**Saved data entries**
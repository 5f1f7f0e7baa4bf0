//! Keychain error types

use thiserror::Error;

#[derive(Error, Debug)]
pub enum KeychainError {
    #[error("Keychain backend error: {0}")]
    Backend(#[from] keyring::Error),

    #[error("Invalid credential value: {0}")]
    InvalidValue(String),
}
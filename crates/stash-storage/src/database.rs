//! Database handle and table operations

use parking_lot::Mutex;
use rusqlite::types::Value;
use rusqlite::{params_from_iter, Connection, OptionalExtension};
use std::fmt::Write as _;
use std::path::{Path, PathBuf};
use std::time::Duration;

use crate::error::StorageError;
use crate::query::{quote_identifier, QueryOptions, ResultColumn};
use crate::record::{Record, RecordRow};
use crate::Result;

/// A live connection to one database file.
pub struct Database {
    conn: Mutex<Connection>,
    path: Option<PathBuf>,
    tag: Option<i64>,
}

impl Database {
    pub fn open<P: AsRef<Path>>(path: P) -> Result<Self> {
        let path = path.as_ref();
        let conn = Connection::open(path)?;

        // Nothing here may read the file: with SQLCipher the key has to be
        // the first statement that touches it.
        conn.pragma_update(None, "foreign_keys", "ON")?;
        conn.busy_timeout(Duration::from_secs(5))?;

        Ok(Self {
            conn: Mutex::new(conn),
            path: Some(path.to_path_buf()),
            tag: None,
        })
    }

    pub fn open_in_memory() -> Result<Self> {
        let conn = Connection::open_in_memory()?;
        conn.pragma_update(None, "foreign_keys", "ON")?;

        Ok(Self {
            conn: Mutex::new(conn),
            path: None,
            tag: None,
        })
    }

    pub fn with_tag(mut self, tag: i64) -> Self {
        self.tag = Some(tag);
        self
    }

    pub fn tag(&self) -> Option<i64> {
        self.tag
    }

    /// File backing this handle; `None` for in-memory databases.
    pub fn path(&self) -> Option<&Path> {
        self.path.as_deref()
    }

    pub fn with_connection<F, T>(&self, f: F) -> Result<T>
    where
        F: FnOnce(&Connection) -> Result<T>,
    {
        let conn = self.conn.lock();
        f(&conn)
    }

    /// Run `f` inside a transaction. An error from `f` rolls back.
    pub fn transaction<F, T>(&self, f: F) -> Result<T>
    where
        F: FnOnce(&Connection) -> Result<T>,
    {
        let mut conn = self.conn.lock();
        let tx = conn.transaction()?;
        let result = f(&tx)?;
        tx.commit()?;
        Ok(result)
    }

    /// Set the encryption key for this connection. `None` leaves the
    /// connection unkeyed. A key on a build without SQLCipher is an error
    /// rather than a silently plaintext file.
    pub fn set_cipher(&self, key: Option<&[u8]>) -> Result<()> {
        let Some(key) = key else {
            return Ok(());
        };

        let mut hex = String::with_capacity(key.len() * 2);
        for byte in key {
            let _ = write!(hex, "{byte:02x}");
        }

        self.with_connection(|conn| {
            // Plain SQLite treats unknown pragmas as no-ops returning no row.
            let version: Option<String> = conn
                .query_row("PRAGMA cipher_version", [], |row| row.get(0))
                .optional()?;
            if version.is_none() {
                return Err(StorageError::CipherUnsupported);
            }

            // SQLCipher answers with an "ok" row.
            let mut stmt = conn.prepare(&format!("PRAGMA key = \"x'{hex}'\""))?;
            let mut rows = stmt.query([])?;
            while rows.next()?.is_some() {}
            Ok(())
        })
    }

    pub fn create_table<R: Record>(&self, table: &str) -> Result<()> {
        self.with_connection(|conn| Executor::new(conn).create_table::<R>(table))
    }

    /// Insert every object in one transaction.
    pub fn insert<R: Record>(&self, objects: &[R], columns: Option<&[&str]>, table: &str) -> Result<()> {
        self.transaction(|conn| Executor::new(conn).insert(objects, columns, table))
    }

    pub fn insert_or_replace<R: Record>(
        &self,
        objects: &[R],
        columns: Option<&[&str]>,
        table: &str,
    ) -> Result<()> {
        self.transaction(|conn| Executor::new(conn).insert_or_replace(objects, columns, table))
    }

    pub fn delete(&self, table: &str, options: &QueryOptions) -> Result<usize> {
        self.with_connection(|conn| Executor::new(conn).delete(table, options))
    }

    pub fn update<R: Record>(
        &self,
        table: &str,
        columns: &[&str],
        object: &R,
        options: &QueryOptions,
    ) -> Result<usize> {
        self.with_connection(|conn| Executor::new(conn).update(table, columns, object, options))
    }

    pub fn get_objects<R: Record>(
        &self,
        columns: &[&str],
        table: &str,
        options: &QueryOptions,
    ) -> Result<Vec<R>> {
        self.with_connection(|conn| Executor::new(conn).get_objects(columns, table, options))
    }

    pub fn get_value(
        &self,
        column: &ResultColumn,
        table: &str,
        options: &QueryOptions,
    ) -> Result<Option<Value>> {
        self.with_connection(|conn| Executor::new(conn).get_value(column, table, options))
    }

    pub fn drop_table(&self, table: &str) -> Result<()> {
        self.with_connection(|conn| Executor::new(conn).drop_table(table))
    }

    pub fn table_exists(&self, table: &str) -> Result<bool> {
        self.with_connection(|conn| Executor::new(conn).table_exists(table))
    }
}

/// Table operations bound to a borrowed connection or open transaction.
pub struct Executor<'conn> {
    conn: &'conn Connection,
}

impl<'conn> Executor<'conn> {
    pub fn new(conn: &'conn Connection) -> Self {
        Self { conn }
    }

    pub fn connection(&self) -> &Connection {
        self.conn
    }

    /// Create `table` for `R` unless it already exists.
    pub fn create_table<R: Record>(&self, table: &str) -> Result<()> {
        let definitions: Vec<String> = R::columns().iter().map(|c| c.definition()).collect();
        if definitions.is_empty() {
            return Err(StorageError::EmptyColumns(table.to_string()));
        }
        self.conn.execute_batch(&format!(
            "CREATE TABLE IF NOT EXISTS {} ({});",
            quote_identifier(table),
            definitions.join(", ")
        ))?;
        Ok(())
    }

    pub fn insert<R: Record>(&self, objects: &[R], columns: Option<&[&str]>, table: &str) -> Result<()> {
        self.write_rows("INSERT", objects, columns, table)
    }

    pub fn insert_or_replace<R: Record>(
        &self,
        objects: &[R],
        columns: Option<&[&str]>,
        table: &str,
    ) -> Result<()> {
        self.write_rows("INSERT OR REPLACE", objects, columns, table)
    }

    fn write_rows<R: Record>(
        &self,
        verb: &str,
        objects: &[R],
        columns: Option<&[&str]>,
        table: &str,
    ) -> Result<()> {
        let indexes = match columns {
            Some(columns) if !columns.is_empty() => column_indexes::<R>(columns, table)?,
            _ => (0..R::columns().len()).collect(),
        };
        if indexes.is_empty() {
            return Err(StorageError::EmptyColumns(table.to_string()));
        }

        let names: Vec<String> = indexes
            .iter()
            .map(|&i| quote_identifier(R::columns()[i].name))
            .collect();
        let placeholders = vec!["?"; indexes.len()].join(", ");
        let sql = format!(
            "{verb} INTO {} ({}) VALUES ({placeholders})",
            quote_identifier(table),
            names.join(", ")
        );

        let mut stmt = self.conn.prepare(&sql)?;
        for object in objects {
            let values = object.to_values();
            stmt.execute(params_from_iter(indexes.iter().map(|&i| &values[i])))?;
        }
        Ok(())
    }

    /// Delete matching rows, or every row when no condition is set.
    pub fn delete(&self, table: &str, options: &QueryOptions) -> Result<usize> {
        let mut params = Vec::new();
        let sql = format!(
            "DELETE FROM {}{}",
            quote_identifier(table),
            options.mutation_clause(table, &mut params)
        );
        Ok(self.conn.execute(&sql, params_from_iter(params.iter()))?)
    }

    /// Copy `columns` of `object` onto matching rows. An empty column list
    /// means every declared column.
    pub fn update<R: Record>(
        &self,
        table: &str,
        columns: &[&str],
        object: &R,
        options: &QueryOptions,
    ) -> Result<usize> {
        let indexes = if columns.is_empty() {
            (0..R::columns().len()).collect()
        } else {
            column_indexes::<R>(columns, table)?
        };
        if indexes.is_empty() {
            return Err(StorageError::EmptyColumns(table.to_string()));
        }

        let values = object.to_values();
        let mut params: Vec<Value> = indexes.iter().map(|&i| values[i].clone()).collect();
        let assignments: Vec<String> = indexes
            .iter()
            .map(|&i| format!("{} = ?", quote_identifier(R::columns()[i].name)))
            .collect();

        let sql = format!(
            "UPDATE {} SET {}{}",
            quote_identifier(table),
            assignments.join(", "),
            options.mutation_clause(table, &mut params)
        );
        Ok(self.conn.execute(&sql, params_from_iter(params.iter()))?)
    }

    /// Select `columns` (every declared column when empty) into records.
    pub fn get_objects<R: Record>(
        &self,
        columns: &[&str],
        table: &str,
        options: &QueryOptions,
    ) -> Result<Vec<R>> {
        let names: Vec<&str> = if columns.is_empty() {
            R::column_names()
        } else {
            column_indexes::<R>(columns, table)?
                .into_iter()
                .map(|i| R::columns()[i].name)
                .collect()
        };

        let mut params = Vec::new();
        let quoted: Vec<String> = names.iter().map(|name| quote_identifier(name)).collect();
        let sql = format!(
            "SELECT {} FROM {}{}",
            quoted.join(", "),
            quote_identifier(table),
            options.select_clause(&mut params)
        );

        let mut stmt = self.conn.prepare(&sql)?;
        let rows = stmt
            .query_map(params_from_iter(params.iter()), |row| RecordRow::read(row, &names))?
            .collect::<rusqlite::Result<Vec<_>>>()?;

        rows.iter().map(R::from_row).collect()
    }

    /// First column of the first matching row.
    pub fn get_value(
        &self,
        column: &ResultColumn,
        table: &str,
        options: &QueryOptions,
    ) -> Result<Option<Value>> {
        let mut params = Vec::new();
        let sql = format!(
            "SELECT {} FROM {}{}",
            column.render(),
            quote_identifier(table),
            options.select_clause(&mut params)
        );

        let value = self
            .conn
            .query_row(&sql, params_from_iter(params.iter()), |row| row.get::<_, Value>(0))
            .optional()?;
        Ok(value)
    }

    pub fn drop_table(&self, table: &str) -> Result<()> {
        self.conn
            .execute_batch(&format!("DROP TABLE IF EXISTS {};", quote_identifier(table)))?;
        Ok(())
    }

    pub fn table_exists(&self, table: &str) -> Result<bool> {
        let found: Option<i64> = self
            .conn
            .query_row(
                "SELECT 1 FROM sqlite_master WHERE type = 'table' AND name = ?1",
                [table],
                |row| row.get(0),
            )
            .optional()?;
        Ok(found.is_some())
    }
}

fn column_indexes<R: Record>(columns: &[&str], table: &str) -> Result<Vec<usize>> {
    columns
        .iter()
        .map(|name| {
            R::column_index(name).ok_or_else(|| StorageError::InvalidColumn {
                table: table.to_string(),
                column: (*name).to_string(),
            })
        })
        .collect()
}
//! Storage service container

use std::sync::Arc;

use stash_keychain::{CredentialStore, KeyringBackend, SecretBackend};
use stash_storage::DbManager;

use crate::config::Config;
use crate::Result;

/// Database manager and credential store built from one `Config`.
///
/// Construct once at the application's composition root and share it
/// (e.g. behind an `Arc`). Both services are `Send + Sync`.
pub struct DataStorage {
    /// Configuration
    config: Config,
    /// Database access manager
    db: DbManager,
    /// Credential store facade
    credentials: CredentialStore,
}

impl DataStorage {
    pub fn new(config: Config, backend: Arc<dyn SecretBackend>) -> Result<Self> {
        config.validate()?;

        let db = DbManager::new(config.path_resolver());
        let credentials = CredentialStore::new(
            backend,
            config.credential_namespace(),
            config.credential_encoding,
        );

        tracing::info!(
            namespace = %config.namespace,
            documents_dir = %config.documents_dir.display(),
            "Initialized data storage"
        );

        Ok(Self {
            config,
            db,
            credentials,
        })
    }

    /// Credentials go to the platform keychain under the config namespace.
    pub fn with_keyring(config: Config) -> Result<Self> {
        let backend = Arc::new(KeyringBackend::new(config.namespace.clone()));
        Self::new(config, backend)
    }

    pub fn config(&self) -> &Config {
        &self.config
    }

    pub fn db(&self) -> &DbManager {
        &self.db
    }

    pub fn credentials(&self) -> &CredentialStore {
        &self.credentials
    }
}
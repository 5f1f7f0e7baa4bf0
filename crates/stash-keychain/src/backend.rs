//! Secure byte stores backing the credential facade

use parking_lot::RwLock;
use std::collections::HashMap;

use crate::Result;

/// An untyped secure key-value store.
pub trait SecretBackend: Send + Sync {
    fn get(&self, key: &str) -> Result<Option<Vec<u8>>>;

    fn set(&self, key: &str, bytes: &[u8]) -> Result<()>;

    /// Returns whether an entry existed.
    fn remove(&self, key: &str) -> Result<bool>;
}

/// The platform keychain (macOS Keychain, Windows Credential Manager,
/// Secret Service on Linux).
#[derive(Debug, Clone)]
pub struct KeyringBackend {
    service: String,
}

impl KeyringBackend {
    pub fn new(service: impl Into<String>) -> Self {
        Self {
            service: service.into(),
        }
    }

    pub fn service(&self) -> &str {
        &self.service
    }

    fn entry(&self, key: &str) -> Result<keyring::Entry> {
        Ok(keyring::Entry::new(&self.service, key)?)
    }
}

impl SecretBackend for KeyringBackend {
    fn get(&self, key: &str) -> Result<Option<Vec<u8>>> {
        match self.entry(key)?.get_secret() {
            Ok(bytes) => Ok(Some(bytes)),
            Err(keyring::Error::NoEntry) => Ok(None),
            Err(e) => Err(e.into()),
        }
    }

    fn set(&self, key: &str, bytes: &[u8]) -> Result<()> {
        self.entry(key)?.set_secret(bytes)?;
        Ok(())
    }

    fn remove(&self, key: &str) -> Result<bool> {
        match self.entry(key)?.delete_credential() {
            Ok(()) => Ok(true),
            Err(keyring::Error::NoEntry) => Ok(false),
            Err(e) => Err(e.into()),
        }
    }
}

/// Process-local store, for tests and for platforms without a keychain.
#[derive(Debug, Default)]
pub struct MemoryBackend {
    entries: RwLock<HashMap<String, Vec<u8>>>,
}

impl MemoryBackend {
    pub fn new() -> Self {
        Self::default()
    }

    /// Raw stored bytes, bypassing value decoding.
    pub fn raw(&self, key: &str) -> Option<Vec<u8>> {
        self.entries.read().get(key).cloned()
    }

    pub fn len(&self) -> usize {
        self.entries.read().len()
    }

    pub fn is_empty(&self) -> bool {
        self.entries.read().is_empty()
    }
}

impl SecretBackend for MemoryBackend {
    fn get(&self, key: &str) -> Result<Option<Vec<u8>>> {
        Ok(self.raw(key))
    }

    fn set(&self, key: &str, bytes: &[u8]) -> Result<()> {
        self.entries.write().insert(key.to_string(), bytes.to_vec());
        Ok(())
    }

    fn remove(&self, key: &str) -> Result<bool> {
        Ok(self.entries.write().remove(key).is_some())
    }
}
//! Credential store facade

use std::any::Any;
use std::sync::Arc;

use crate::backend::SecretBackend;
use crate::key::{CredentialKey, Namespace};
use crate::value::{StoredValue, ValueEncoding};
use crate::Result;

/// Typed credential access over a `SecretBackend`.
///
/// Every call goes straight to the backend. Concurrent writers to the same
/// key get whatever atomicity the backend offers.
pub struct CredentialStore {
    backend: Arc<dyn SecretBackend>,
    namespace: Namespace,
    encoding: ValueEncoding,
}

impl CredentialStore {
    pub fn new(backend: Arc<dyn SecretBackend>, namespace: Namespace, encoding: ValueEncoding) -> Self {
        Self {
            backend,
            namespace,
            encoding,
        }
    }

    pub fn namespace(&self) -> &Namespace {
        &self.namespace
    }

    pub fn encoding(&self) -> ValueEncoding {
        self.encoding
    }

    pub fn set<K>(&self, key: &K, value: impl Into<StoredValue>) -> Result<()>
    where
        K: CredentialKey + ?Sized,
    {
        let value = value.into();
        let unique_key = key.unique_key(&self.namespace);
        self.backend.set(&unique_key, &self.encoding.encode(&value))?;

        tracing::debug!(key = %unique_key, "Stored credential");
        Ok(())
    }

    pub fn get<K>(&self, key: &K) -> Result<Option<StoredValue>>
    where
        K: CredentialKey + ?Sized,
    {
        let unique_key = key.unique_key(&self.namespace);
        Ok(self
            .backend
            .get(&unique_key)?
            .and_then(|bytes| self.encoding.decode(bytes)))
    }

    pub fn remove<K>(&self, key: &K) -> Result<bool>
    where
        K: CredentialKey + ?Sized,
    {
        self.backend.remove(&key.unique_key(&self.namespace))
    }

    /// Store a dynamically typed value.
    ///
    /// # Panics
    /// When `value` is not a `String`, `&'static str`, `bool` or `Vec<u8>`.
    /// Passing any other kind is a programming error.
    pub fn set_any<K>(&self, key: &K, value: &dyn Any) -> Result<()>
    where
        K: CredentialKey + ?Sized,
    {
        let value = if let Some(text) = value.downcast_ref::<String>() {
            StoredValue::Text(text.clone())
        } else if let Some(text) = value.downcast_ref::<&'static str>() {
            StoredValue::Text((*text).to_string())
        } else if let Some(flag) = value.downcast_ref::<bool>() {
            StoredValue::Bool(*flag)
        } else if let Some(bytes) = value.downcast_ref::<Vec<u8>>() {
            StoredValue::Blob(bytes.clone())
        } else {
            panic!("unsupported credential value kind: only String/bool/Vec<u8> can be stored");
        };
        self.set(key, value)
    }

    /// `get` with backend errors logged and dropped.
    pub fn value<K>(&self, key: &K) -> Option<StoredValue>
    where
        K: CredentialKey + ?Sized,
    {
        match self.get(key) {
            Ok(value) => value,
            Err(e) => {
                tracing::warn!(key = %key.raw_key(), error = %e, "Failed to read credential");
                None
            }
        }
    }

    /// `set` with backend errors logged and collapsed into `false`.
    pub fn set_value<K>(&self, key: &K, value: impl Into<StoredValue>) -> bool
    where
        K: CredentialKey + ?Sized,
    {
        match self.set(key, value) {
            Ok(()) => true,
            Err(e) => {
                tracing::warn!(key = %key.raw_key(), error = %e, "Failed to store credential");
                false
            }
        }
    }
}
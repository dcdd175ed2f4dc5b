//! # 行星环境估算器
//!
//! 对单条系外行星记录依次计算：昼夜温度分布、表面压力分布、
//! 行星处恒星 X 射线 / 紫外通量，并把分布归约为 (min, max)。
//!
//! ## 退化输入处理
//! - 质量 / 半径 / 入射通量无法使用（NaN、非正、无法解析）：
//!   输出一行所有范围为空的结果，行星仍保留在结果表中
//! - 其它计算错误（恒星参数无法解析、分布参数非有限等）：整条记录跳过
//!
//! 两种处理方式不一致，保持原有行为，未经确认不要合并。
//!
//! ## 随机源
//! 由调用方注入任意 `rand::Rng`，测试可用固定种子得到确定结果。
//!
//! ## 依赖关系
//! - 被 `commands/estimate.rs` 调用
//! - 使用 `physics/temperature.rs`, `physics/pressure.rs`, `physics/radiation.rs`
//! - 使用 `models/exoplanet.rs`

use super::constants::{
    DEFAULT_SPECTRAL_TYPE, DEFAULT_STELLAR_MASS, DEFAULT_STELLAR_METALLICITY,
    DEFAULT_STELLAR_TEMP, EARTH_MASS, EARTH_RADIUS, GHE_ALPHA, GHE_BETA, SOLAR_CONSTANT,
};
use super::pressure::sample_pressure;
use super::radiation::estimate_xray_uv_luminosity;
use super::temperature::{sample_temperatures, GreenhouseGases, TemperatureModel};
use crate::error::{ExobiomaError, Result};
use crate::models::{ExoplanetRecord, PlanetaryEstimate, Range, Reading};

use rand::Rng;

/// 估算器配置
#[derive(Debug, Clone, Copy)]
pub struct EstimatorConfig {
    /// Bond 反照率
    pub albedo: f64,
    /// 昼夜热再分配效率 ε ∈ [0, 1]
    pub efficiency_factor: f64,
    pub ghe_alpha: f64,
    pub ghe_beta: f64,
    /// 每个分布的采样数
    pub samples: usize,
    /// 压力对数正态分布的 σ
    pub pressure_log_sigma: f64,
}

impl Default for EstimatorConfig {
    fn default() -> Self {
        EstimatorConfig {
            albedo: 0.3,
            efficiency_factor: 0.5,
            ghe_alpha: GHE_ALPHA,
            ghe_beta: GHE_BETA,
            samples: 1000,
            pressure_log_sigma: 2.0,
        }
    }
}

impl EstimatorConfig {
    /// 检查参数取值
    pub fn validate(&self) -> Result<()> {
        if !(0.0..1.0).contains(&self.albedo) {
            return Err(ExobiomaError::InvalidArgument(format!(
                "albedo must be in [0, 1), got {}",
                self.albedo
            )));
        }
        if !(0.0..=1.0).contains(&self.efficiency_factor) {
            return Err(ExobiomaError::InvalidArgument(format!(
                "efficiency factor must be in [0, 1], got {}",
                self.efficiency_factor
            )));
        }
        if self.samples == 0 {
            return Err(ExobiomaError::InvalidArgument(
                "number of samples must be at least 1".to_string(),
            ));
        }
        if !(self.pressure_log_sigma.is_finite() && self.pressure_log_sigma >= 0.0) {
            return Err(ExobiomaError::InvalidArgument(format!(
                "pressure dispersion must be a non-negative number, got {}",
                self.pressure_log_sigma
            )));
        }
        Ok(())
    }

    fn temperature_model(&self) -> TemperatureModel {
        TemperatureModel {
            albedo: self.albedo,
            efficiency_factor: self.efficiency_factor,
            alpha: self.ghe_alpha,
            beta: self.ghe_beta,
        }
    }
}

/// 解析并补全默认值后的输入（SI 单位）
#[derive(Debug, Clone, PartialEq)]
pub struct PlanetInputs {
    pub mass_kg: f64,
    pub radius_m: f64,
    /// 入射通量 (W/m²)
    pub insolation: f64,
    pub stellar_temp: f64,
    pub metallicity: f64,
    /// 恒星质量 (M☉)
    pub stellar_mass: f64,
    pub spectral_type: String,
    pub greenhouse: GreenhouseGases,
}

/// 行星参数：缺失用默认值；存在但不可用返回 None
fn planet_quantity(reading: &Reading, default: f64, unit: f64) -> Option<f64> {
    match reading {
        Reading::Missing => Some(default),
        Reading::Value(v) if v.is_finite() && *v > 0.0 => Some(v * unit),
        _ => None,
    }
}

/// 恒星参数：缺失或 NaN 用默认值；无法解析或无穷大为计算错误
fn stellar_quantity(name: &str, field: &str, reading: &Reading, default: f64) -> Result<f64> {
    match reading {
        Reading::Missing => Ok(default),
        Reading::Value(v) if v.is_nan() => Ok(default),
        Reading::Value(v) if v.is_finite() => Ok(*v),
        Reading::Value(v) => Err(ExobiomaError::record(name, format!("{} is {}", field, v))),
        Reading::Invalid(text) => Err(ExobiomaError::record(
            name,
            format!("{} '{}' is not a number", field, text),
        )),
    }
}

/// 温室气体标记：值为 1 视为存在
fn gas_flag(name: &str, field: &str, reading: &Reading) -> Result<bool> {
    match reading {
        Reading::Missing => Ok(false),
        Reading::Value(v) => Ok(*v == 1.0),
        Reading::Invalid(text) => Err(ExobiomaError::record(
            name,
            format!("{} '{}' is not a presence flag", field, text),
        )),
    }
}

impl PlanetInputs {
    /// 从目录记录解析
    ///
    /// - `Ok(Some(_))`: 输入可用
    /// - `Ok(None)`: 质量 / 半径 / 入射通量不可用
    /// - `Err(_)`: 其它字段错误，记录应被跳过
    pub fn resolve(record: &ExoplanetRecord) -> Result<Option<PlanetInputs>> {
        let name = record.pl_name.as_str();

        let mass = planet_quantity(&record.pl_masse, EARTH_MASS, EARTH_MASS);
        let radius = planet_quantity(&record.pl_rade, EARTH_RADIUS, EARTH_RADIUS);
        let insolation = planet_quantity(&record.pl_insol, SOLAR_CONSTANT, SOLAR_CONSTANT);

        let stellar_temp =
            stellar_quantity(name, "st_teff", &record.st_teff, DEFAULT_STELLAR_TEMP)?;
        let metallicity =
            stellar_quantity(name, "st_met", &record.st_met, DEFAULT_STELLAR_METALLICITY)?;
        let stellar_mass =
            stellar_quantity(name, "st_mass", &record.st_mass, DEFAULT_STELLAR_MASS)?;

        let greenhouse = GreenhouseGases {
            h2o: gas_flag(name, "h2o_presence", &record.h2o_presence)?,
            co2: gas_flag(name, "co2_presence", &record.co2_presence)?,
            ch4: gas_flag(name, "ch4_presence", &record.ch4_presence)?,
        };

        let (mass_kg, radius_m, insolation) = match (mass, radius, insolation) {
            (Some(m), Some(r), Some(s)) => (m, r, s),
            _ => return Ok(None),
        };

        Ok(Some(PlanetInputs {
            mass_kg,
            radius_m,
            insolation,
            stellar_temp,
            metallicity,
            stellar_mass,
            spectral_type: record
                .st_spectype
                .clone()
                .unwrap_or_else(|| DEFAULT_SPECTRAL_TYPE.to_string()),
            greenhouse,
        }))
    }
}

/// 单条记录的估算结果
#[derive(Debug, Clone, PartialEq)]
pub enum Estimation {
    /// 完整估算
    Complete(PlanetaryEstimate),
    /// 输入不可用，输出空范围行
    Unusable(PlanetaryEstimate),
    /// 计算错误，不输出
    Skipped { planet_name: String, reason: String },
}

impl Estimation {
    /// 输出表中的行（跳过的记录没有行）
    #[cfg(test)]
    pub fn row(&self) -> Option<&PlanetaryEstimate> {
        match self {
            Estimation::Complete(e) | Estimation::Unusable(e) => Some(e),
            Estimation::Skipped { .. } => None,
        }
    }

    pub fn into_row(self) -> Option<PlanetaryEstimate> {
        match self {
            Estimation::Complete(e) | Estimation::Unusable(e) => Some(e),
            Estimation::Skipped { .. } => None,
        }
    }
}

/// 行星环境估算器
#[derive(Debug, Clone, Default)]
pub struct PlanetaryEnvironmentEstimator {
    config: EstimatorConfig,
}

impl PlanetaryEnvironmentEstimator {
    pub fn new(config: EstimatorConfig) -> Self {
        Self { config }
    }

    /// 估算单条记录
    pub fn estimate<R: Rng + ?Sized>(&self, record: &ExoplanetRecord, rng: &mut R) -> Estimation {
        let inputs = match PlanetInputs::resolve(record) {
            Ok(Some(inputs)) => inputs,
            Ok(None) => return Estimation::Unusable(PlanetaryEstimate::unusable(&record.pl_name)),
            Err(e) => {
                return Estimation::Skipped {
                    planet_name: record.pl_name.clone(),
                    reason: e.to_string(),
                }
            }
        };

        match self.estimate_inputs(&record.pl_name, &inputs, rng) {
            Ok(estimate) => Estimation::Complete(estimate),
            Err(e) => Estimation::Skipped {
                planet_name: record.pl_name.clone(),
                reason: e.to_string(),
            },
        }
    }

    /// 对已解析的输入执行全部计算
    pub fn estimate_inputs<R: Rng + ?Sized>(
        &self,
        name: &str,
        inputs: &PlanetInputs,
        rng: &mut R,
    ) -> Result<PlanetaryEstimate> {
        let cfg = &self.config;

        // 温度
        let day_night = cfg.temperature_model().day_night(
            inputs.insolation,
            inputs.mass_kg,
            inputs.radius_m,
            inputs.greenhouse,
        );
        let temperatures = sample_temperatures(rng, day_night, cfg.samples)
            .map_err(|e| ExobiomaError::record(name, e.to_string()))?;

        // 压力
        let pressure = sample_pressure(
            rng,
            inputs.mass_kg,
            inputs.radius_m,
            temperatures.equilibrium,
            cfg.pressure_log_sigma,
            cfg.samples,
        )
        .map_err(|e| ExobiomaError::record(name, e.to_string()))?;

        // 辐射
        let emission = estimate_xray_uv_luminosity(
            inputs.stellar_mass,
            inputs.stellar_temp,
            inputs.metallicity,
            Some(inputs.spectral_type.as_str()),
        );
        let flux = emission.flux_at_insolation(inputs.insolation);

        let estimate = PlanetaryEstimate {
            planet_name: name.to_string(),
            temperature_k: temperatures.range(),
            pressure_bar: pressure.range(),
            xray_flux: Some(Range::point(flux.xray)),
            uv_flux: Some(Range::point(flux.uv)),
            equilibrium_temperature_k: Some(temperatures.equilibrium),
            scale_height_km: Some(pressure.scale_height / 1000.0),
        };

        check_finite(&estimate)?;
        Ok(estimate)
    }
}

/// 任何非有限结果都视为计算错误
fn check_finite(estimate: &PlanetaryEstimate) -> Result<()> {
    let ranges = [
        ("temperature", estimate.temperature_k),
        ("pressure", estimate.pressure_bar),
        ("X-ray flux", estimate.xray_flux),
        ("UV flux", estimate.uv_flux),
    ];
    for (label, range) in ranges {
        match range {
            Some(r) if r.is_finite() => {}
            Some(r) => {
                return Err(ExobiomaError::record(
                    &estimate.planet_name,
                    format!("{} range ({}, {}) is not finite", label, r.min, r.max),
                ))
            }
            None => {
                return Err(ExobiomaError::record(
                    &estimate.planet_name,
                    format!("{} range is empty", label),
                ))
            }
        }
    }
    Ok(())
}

**Aim of the exercise**
Your answer must be the lines above, unchanged, from the first one through the line that holds "let path = path.as_ref();", inclusive, and no others.

**Output of the exercise**
repository 5f1f7f0e7baa4bf0
//! Keychain error types

use thiserror::Error;

#[derive(Error, Debug)]
pub enum KeychainError {
    #[error("Keychain backend error: {0}")]
    Backend(#[from] keyring::Error),

    #[error("Invalid credential value: {0}")]
    InvalidValue(String),
}
filename crates/stash-storage/src/database.rs
//! Database handle and table operations

use parking_lot::Mutex;
use rusqlite::types::Value;
use rusqlite::{params_from_iter, Connection, OptionalExtension};
use std::fmt::Write as _;
use std::path::{Path, PathBuf};
use std::time::Duration;

use crate::error::StorageError;
use crate::query::{quote_identifier, QueryOptions, ResultColumn};
use crate::record::{Record, RecordRow};
use crate::Result;

/// A live connection to one database file.
pub struct Database {
    conn: Mutex<Connection>,
    path: Option<PathBuf>,
    tag: Option<i64>,
}

impl Database {
    pub fn open<P: AsRef<Path>>(path: P) -> Result<Self> {
        let path = path.as_ref();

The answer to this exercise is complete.